**Problem requirements**:
Look for the word "String". Copy every line of the listing where it occurs.

—————

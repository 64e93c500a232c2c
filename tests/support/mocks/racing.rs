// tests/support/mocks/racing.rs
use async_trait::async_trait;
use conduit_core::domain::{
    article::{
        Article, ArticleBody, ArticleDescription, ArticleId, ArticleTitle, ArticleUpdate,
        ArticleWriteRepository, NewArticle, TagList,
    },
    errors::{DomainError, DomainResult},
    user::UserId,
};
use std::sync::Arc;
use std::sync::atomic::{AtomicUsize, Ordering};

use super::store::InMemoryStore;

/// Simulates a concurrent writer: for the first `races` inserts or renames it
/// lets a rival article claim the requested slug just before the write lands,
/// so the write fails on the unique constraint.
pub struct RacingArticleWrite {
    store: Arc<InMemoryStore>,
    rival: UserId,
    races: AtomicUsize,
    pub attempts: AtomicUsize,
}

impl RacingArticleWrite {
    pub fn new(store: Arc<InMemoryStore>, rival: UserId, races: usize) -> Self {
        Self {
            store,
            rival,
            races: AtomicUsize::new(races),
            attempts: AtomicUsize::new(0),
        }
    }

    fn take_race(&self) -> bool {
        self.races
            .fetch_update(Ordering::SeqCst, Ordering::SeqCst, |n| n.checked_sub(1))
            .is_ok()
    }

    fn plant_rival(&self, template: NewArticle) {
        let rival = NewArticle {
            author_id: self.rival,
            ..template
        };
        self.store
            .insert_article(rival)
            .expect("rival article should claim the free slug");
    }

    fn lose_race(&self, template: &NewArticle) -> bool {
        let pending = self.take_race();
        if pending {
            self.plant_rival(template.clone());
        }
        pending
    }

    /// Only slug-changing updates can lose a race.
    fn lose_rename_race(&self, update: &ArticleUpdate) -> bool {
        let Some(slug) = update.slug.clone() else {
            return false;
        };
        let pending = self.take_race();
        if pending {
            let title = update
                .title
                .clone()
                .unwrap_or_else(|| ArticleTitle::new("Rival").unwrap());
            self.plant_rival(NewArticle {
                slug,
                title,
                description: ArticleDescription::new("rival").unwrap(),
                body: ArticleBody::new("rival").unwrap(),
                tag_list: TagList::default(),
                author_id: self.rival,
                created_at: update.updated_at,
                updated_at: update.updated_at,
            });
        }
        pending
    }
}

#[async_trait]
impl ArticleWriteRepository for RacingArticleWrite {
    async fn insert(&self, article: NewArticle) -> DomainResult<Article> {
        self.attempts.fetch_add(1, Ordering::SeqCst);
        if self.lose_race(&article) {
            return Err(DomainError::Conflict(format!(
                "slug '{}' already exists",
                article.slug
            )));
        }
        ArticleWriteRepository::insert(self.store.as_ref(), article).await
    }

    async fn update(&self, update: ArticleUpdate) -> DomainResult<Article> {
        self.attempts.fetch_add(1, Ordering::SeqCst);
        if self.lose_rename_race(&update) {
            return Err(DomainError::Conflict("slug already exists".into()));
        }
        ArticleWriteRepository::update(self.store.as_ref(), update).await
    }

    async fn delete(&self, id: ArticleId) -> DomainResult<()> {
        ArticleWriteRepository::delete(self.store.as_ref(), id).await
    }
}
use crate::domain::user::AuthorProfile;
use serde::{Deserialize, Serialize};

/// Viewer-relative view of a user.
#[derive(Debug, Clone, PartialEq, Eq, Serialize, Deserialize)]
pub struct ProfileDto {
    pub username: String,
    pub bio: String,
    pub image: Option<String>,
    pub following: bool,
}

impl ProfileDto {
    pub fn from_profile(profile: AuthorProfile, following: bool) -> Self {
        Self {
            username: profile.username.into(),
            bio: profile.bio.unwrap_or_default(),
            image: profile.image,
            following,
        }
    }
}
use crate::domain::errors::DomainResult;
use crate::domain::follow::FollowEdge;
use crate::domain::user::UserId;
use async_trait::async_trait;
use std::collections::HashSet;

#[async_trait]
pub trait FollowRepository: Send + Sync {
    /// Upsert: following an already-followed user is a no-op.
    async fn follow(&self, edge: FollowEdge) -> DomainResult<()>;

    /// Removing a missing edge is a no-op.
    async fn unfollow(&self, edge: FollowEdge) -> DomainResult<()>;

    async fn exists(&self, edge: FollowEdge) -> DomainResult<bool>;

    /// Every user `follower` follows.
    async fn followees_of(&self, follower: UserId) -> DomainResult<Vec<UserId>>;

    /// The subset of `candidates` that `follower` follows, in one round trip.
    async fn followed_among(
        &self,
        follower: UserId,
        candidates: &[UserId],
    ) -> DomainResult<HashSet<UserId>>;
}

—————

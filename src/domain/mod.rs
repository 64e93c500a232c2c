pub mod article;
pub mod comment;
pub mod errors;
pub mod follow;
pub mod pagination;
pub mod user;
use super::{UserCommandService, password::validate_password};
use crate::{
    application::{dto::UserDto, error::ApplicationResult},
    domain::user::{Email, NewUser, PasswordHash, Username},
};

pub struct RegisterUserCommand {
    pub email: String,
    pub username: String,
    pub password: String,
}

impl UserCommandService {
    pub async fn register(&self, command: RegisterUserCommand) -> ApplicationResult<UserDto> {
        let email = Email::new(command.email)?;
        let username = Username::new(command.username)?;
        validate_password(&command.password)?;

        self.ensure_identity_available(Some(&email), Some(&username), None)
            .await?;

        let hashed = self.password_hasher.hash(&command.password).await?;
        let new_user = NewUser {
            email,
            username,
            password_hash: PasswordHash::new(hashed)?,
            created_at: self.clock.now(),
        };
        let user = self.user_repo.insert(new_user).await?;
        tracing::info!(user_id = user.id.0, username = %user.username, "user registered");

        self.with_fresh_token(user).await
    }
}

—————

**Expected output**:
    pub username: String,
    pub bio: String,
    pub image: Option<String>,
    pub email: String,
    pub username: String,
    pub password: String,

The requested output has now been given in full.